The lands of the rancho near what is now Scissors Crossing, was used by travelers as a rest stop on the Southern Emigrant Trail to recover from the crossing of the Colorado Desert. From 1857 as a water and rest stop by the San Antonio-San Diego Mail Line.

Later it was San Felipe Station, a major stage stop on the Butterfield Overland Mail, being the headquarters for the Mail Agent in charge of the twelve stage stations between Warner's Ranch and Fort Yuma. San Felipe Station was located 10 miles southeast of Warner's Ranch and 18 miles northeast of Vallecito Station. The station served as a storage depot for up to 48 tons of barley and 36 tons of hay for the desert relay or swing stations. The surrounding meadows were used for replacement stage horses for the other stations to graze and recover before being returned to service. A harness maker, to repair or make new coach harness for the stagecoaches, two coaches and drivers were also stationed there. It also had a cook and a hotel keeper to provide food and beds for the hungry or weary traveler and living quarters for the staff and their families.

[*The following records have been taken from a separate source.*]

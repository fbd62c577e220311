//! Audio endpoints: transcription, translation (multipart uploads) and speech synthesis (JSON in,
//! binary audio out).

use super::files::{validate_upload, AUDIO_UPLOAD};
use super::{copy_metadata, missing_field, model_or, str_of, unexpected_input};
use super::{Adapter, MultipartBody, WireRequest};
use crate::types::{Endpoint, ResponseEnvelope, ResponseStatus, TurnInput, WireResponse};
use crate::{Error, ErrorContext, Result};
use serde_json::{json, Map, Value};
use std::path::PathBuf;

const WHISPER_MODEL: &str = "whisper-1";
const TRANSCRIPT_FORMAT: &str = "json";
const TRANSCRIPT_FORMATS: &[&str] = &["json", "text", "srt", "verbose_json", "vtt"];
const TRANSCRIPT_METADATA: &[&str] = &["language", "duration", "segments", "words"];

const SPEECH_MODEL: &str = "tts-1";
const SPEECH_VOICE: &str = "alloy";
const SPEECH_FORMAT: &str = "mp3";
const SPEECH_FORMATS: &[&str] = &["mp3", "opus", "aac", "flac", "wav", "pcm"];
const SPEECH_MAX_CHARS: usize = 4096;
const SPEECH_SPEED_RANGE: (f64, f64) = (0.25, 4.0);

/// Fields shared by transcription and translation uploads.
struct TranscriptParams<'a> {
    file: &'a Option<PathBuf>,
    model: &'a Option<String>,
    prompt: &'a Option<String>,
    response_format: &'a Option<String>,
    temperature: Option<f64>,
}

fn transcript_request(endpoint: Endpoint, params: TranscriptParams<'_>) -> Result<MultipartBody> {
    let path = params.file.as_ref().ok_or_else(|| {
        missing_field(endpoint, "audio.file", "an audio `file` is required")
    })?;
    let part = validate_upload("file", path, &AUDIO_UPLOAD)?;

    let format = params
        .response_format
        .clone()
        .unwrap_or_else(|| TRANSCRIPT_FORMAT.to_string());
    if !TRANSCRIPT_FORMATS.contains(&format.as_str()) {
        return Err(missing_field(
            endpoint,
            "audio.response_format",
            &format!(
                "unsupported response_format '{}'; expected one of: {}",
                format,
                TRANSCRIPT_FORMATS.join(", ")
            ),
        ));
    }

    let temperature = params.temperature.unwrap_or(0.0);
    if !(0.0..=1.0).contains(&temperature) {
        return Err(missing_field(
            endpoint,
            "audio.temperature",
            "temperature must be between 0 and 1",
        ));
    }

    Ok(MultipartBody::new()
        .file(part)
        .text("model", model_or(params.model, WHISPER_MODEL))
        .text("response_format", format)
        .text("temperature", temperature.to_string())
        .text_opt("prompt", params.prompt.clone()))
}

/// Transcripts come back as JSON, or as plain text / subtitles for the non-JSON formats.
fn transcript_response(endpoint: Endpoint, wire: WireResponse) -> Result<ResponseEnvelope> {
    let mut metadata = Map::new();
    let (id, text) = match &wire {
        WireResponse::Json(Value::Object(body)) => {
            copy_metadata(&mut metadata, body, TRANSCRIPT_METADATA);
            (
                str_of(body, "id").unwrap_or_default(),
                str_of(body, "text").unwrap_or_default(),
            )
        }
        WireResponse::Json(Value::String(text)) => {
            copy_metadata(&mut metadata, &Map::new(), TRANSCRIPT_METADATA);
            (String::new(), text.clone())
        }
        WireResponse::Json(_) => {
            return Err(Error::decode_with_context(
                "expected a transcript object",
                ErrorContext::new().with_source(endpoint.as_str()),
            ));
        }
        WireResponse::Binary { body, .. } => {
            copy_metadata(&mut metadata, &Map::new(), TRANSCRIPT_METADATA);
            let text = std::str::from_utf8(body).map_err(|e| {
                Error::decode_with_context(
                    format!("transcript is not valid UTF-8: {}", e),
                    ErrorContext::new().with_source(endpoint.as_str()),
                )
            })?;
            (String::new(), text.to_string())
        }
    };
    Ok(ResponseEnvelope::with_text(
        endpoint,
        id,
        ResponseStatus::Completed,
        text,
        metadata,
        wire,
    ))
}

#[derive(Debug, Clone, Copy, Default)]
pub struct TranscriptionAdapter;

impl Adapter for TranscriptionAdapter {
    fn endpoint(&self) -> Endpoint {
        Endpoint::AudioTranscription
    }

    fn transform_request(&self, input: &TurnInput) -> Result<WireRequest> {
        let TurnInput::Transcription(audio) = input else {
            return Err(unexpected_input(self.endpoint(), input));
        };
        let body = transcript_request(
            self.endpoint(),
            TranscriptParams {
                file: &audio.file,
                model: &audio.model,
                prompt: &audio.prompt,
                response_format: &audio.response_format,
                temperature: audio.temperature,
            },
        )?
        .text_opt("language", audio.language.clone());
        Ok(WireRequest::Multipart(body))
    }

    fn transform_response(&self, wire: WireResponse) -> Result<ResponseEnvelope> {
        transcript_response(self.endpoint(), wire)
    }
}

/// Translation always produces English text, so there is no `language` field.
#[derive(Debug, Clone, Copy, Default)]
pub struct TranslationAdapter;

impl Adapter for TranslationAdapter {
    fn endpoint(&self) -> Endpoint {
        Endpoint::AudioTranslation
    }

    fn transform_request(&self, input: &TurnInput) -> Result<WireRequest> {
        let TurnInput::Translation(audio) = input else {
            return Err(unexpected_input(self.endpoint(), input));
        };
        let body = transcript_request(
            self.endpoint(),
            TranscriptParams {
                file: &audio.file,
                model: &audio.model,
                prompt: &audio.prompt,
                response_format: &audio.response_format,
                temperature: audio.temperature,
            },
        )?;
        Ok(WireRequest::Multipart(body))
    }

    fn transform_response(&self, wire: WireResponse) -> Result<ResponseEnvelope> {
        transcript_response(self.endpoint(), wire)
    }
}

#[derive(Debug, Clone, Copy, Default)]
pub struct SpeechAdapter;

impl Adapter for SpeechAdapter {
    fn endpoint(&self) -> Endpoint {
        Endpoint::AudioSpeech
    }

    fn transform_request(&self, input: &TurnInput) -> Result<WireRequest> {
        let TurnInput::Speech(speech) = input else {
            return Err(unexpected_input(self.endpoint(), input));
        };
        let endpoint = self.endpoint();

        let text = speech
            .text
            .as_deref()
            .filter(|t| !t.trim().is_empty())
            .ok_or_else(|| missing_field(endpoint, "audio.text", "speech requires `text` to speak"))?;
        let chars = text.chars().count();
        if chars > SPEECH_MAX_CHARS {
            return Err(missing_field(
                endpoint,
                "audio.text",
                &format!(
                    "speech text is limited to {} characters, got {}",
                    SPEECH_MAX_CHARS, chars
                ),
            ));
        }

        let format = speech
            .response_format
            .clone()
            .unwrap_or_else(|| SPEECH_FORMAT.to_string());
        if !SPEECH_FORMATS.contains(&format.as_str()) {
            return Err(missing_field(
                endpoint,
                "audio.response_format",
                &format!(
                    "unsupported speech format '{}'; expected one of: {}",
                    format,
                    SPEECH_FORMATS.join(", ")
                ),
            ));
        }

        let speed = speech.speed.unwrap_or(1.0);
        let (min, max) = SPEECH_SPEED_RANGE;
        if !(min..=max).contains(&speed) {
            return Err(missing_field(
                endpoint,
                "audio.speed",
                &format!("speed must be between {} and {}, got {}", min, max, speed),
            ));
        }

        Ok(WireRequest::Json(json!({
            "model": model_or(&speech.model, SPEECH_MODEL),
            "input": text,
            "voice": model_or(&speech.voice, SPEECH_VOICE),
            "response_format": format,
            "speed": speed,
        })))
    }

    fn transform_response(&self, wire: WireResponse) -> Result<ResponseEnvelope> {
        let (content_type, audio) = match &wire {
            WireResponse::Binary { content_type, body } if !body.is_empty() => {
                (content_type.clone(), body.clone())
            }
            WireResponse::Binary { .. } => {
                return Err(Error::decode_with_context(
                    "speech response body is empty",
                    ErrorContext::new().with_source(self.endpoint().as_str()),
                ));
            }
            WireResponse::Json(_) => {
                return Err(Error::decode_with_context(
                    "expected binary audio, got a JSON body",
                    ErrorContext::new().with_source(self.endpoint().as_str()),
                ));
            }
        };

        let mut metadata = Map::new();
        metadata.insert(
            "content_type".into(),
            content_type.map(Value::String).unwrap_or(Value::Null),
        );
        metadata.insert("size_bytes".into(), json!(audio.len()));

        Ok(ResponseEnvelope::with_audio(
            self.endpoint(),
            String::new(),
            ResponseStatus::Completed,
            audio,
            metadata,
            wire,
        ))
    }
}

#[cfg(test)]
mod tests {
    use super::*;
    use crate::types::{SpeechInput, TranscriptionInput, TranslationInput};
    use bytes::Bytes;
    use std::io::Write;

    fn mp3(dir: &tempfile::TempDir) -> PathBuf {
        let path = dir.path().join("note.mp3");
        let mut f = std::fs::File::create(&path).unwrap();
        f.write_all(b"ID3\x03\x00\x00\x00\x00\x00\x00").unwrap();
        f.write_all(&[0u8; 3000]).unwrap();
        path
    }

    #[test]
    fn transcription_applies_defaults() {
        let dir = tempfile::tempdir().unwrap();
        let input = TurnInput::Transcription(TranscriptionInput {
            file: Some(mp3(&dir)),
            language: Some("en".into()),
            ..Default::default()
        });
        let wire = TranscriptionAdapter.transform_request(&input).unwrap();
        let body = wire.as_multipart().unwrap();
        assert_eq!(body.field("model"), Some("whisper-1"));
        assert_eq!(body.field("response_format"), Some("json"));
        assert_eq!(body.field("temperature"), Some("0"));
        assert_eq!(body.field("language"), Some("en"));
        assert_eq!(body.field("prompt"), None);
        assert_eq!(body.file_part("file").unwrap().file_name, "note.mp3");
    }

    #[test]
    fn translation_requires_a_file() {
        let err = TranslationAdapter
            .transform_request(&TurnInput::Translation(TranslationInput::default()))
            .unwrap_err();
        assert_eq!(
            err.context().and_then(|c| c.field_path.as_deref()),
            Some("audio.file")
        );
    }

    #[test]
    fn plain_text_transcript_is_passed_through() {
        let env = TranscriptionAdapter
            .transform_response(WireResponse::Binary {
                content_type: Some("text/plain".into()),
                body: Bytes::from_static(b"hello there"),
            })
            .unwrap();
        assert_eq!(env.text(), Some("hello there"));
        assert!(env.id().starts_with("transcription_"));
        assert_eq!(env.metadata()["language"], Value::Null);
    }

    #[test]
    fn speech_validates_text_speed_and_format() {
        let ok = SpeechAdapter
            .transform_request(&TurnInput::Speech(SpeechInput {
                text: Some("hi".into()),
                ..Default::default()
            }))
            .unwrap();
        let body = ok.as_json().unwrap();
        assert_eq!(body["voice"], "alloy");
        assert_eq!(body["response_format"], "mp3");
        assert_eq!(body["speed"], 1.0);

        for bad in [
            SpeechInput::default(),
            SpeechInput {
                text: Some("x".repeat(SPEECH_MAX_CHARS + 1)),
                ..Default::default()
            },
            SpeechInput {
                text: Some("hi".into()),
                speed: Some(5.0),
                ..Default::default()
            },
            SpeechInput {
                text: Some("hi".into()),
                response_format: Some("ogg".into()),
                ..Default::default()
            },
        ] {
            assert!(SpeechAdapter
                .transform_request(&TurnInput::Speech(bad))
                .unwrap_err()
                .is_validation());
        }
    }

    #[test]
    fn speech_response_must_be_binary() {
        let env = SpeechAdapter
            .transform_response(WireResponse::Binary {
                content_type: Some("audio/mpeg".into()),
                body: Bytes::from_static(b"ID3abc"),
            })
            .unwrap();
        assert!(env.is_audio());
        assert_eq!(env.metadata()["size_bytes"], 6);
        assert!(env.id().starts_with("speech_"));

        let err = SpeechAdapter
            .transform_response(WireResponse::Json(json!({"error": "nope"})))
            .unwrap_err();
        assert!(matches!(err, Error::Decode { .. }));
    }
}
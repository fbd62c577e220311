//! End-to-end dispatch through `DispatchClient`.

mod common;

use ai_dispatch::types::Endpoint;
use ai_dispatch::{CallOptions, DispatchClient, Error, ResponseStatus};
use common::{instant_retry, request, MockServerFixture};
use mockito::Matcher;
use serde_json::json;

const UUID_V4: &str = "^[0-9a-f]{8}-[0-9a-f]{4}-4[0-9a-f]{3}-[89ab][0-9a-f]{3}-[0-9a-f]{12}$";

#[tokio::test]
async fn text_turn_round_trip() {
    let mut fixture = MockServerFixture::new().await;
    let mock = fixture
        .server
        .mock("POST", "/v1/responses")
        .match_header("authorization", "Bearer sk-test")
        .match_header("idempotency-key", Matcher::Regex(UUID_V4.into()))
        .match_header("x-client-request-id", "trace-1")
        .match_body(Matcher::PartialJson(json!({
            "model": "gpt-4o-mini",
            "input": "Write a haiku",
            "instructions": "Be brief",
            "temperature": 0.2
        })))
        .with_status(200)
        .with_header("content-type", "application/json")
        .with_body(
            json!({
                "id": "resp_42",
                "status": "completed",
                "model": "gpt-4o-mini",
                "output": [{
                    "type": "message",
                    "content": [
                        {"type": "output_text", "text": "Autumn moon, "},
                        {"type": "output_text", "text": "quiet pond"}
                    ]
                }],
                "usage": {"input_tokens": 5, "output_tokens": 6}
            })
            .to_string(),
        )
        .create_async()
        .await;

    let req = request(json!({
        "message": "Write a haiku",
        "instructions": "Be brief",
        "temperature": 0.2
    }));
    let env = fixture
        .client(1)
        .send_with_options(&req, &CallOptions::new().with_correlation_id("trace-1"))
        .await
        .unwrap();

    mock.assert_async().await;
    assert_eq!(env.id(), "resp_42");
    assert_eq!(env.kind(), Endpoint::UnifiedResponse);
    assert_eq!(env.status(), &ResponseStatus::Completed);
    assert_eq!(env.text(), Some("Autumn moon, quiet pond"));
    assert_eq!(env.metadata()["input_kind"], "text");
    assert_eq!(env.metadata()["usage"]["output_tokens"], 6);
}

#[tokio::test]
async fn structured_input_is_tagged_as_image_input() {
    let mut fixture = MockServerFixture::new().await;
    fixture
        .mock_json_response(
            "/responses",
            200,
            r#"{"id": "resp_7", "status": "completed", "output_text": "A red bicycle."}"#,
        )
        .await;

    let req = request(json!({
        "input": [{"role": "user", "content": [
            {"type": "input_text", "text": "What is in this image?"},
            {"type": "input_image", "image_url": "https://img.example/bike.jpg"}
        ]}]
    }));
    let env = fixture.client(1).send(&req).await.unwrap();
    assert_eq!(env.text(), Some("A red bicycle."));
    assert_eq!(env.metadata()["input_kind"], "image_input");
}

#[tokio::test]
async fn incomplete_status_is_reported() {
    let mut fixture = MockServerFixture::new().await;
    fixture
        .mock_json_response(
            "/responses",
            200,
            r#"{"id": "resp_8", "status": "incomplete", "output_text": "Once upon",
                "incomplete_details": {"reason": "max_output_tokens"}}"#,
        )
        .await;

    let env = fixture
        .client(1)
        .send(&request(json!({"message": "tell me a story", "max_tokens": 3})))
        .await
        .unwrap();
    assert_eq!(env.status(), &ResponseStatus::Incomplete);
    assert_eq!(
        env.metadata()["incomplete_details"]["reason"],
        "max_output_tokens"
    );
}

#[tokio::test]
async fn local_failures_never_reach_the_network() {
    let mut fixture = MockServerFixture::new().await;
    let any = fixture
        .server
        .mock("POST", Matcher::Any)
        .expect(0)
        .create_async()
        .await;
    let client = fixture.client(3);

    let err = client.send(&request(json!({}))).await.unwrap_err();
    assert!(err.is_classification());

    let err = client
        .send(&request(json!({"audio": {"action": "speech", "text": "hi", "speed": 9}})))
        .await
        .unwrap_err();
    assert!(err.is_validation(), "{err:?}");

    let err = client
        .send(&request(json!({"image": {"prompt": "a cat", "size": "huge"}})))
        .await
        .unwrap_err();
    assert!(matches!(err, Error::InvalidRequest { .. }), "{err:?}");

    let err = client
        .send(&request(json!({"audio": {"action": "transcribe", "file": "/no/such/file.mp3"}})))
        .await
        .unwrap_err();
    assert!(matches!(err, Error::FileValidation { .. }), "{err:?}");

    any.assert_async().await;
}

#[tokio::test]
async fn malformed_json_is_a_decode_error() {
    let mut fixture = MockServerFixture::new().await;
    fixture
        .mock_json_response("/responses", 200, "{not json")
        .await;

    let err = fixture
        .client(1)
        .send(&request(json!({"message": "hi"})))
        .await
        .unwrap_err();
    assert!(matches!(err, Error::Decode { .. }), "{err:?}");
}

#[tokio::test]
async fn builder_headers_and_retry_apply() {
    let mut fixture = MockServerFixture::new().await;
    let failing = fixture
        .server
        .mock("POST", "/v1/responses")
        .match_header("x-tenant", "acme")
        .with_status(502)
        .expect(1)
        .create_async()
        .await;
    let ok = fixture
        .server
        .mock("POST", "/v1/responses")
        .match_header("x-tenant", "acme")
        .with_status(200)
        .with_header("content-type", "application/json")
        .with_body(r#"{"id": "resp_2", "output_text": "ok"}"#)
        .create_async()
        .await;

    let client = DispatchClient::builder()
        .base_url(fixture.base_url.clone())
        .api_key("sk-test")
        .retry_policy(instant_retry(2))
        .default_header("x-tenant", "acme")
        .build()
        .unwrap();
    let env = client
        .send(&request(json!({"message": "hi"})))
        .await
        .unwrap();

    failing.assert_async().await;
    ok.assert_async().await;
    assert_eq!(env.text(), Some("ok"));
}

#[tokio::test]
async fn client_delete_and_models() {
    let mut fixture = MockServerFixture::new().await;
    fixture
        .server
        .mock("DELETE", "/v1/responses/resp_1")
        .with_status(200)
        .with_header("content-type", "application/json")
        .with_body(r#"{"id": "resp_1", "deleted": true}"#)
        .create_async()
        .await;
    fixture
        .server
        .mock("GET", "/v1/models")
        .with_status(200)
        .with_header("content-type", "application/json")
        .with_body(r#"{"data": [{"id": "tts-1"}]}"#)
        .create_async()
        .await;

    let client = fixture.client(1);
    assert!(client.delete("/responses/resp_1").await.unwrap());
    assert_eq!(client.list_models().await.unwrap(), vec!["tts-1"]);
}
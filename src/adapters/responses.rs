//! Unified response endpoint (`/responses`).

use super::chat::DEFAULT_CHAT_MODEL;
use super::{copy_metadata, json_object, missing_field, model_or, str_of, unexpected_input};
use super::{Adapter, WireRequest};
use crate::types::{Endpoint, ResponseEnvelope, ResponseStatus, TurnInput, WireResponse};
use crate::Result;
use serde_json::{Map, Value};

const METADATA_KEYS: &[&str] = &[
    "model",
    "usage",
    "previous_response_id",
    "created_at",
    "incomplete_details",
    "error",
];

#[derive(Debug, Clone, Copy, Default)]
pub struct UnifiedResponseAdapter;

impl Adapter for UnifiedResponseAdapter {
    fn endpoint(&self) -> Endpoint {
        Endpoint::UnifiedResponse
    }

    fn transform_request(&self, input: &TurnInput) -> Result<WireRequest> {
        let TurnInput::Response(turn) = input else {
            return Err(unexpected_input(self.endpoint(), input));
        };
        if turn.input.is_none() && turn.instructions.is_none() {
            return Err(missing_field(
                self.endpoint(),
                "input",
                "a response turn needs `input` or `instructions`",
            ));
        }

        let mut body = Map::new();
        body.insert("model".into(), Value::String(model_or(&turn.model, DEFAULT_CHAT_MODEL)));
        // The endpoint requires `input`; instructions-only turns send an empty one.
        body.insert(
            "input".into(),
            turn.input.clone().unwrap_or_else(|| Value::String(String::new())),
        );
        if let Some(instructions) = &turn.instructions {
            body.insert("instructions".into(), Value::String(instructions.clone()));
        }
        if let Some(tools) = &turn.tools {
            body.insert("tools".into(), tools.clone());
        }
        for (k, v) in &turn.options {
            body.entry(k.clone()).or_insert_with(|| v.clone());
        }
        Ok(WireRequest::Json(Value::Object(body)))
    }

    fn transform_response(&self, wire: WireResponse) -> Result<ResponseEnvelope> {
        let body = json_object(self.endpoint(), &wire)?;
        let output = body.get("output").and_then(Value::as_array);

        let text = match str_of(body, "output_text") {
            Some(text) => text,
            None => output
                .map(|items| {
                    items
                        .iter()
                        .filter(|item| item.get("type").and_then(Value::as_str) == Some("message"))
                        .filter_map(|item| item.get("content").and_then(Value::as_array))
                        .flatten()
                        .filter(|part| {
                            part.get("type").and_then(Value::as_str) == Some("output_text")
                        })
                        .filter_map(|part| part.get("text").and_then(Value::as_str))
                        .collect::<String>()
                })
                .unwrap_or_default(),
        };

        let tool_calls: Vec<Value> = output
            .map(|items| {
                items
                    .iter()
                    .filter(|item| {
                        item.get("type").and_then(Value::as_str) == Some("function_call")
                    })
                    .cloned()
                    .collect()
            })
            .unwrap_or_default();

        let status = str_of(body, "status")
            .map(|s| ResponseStatus::parse(&s))
            .unwrap_or(ResponseStatus::Completed);

        let mut metadata = Map::new();
        copy_metadata(&mut metadata, body, METADATA_KEYS);
        metadata.insert(
            "tool_calls".into(),
            if tool_calls.is_empty() {
                Value::Null
            } else {
                Value::Array(tool_calls)
            },
        );

        let id = str_of(body, "id").unwrap_or_default();
        Ok(ResponseEnvelope::with_text(
            self.endpoint(),
            id,
            status,
            text,
            metadata,
            wire,
        ))
    }

    fn supports_streaming(&self) -> bool {
        true
    }
}
//! Caller-facing dispatch client.
//!
//! Ties the pieces together: router → adapter → transport → adapter (or stream reader).
//! Implementation details are split into submodules under `src/client/`.

pub mod builder;
pub mod core;
pub mod stream;

pub use builder::DispatchClientBuilder;
pub use core::DispatchClient;
pub use stream::TurnStream;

From 1861 to 1865 in the American Civil War it was a military outpost of the Union Army called Camp San Filipe, a rest stop on the road between California and Fort Yuma and the Arizona and New Mexico Territories.

After the war, later stage lines from California to Arizona used the station from 1867 to 1877, before the railroad reached Fort Yuma making the stage route obsolete.

The site of the San Felipe Station is located on private property just west and a little north of Scissors Crossing.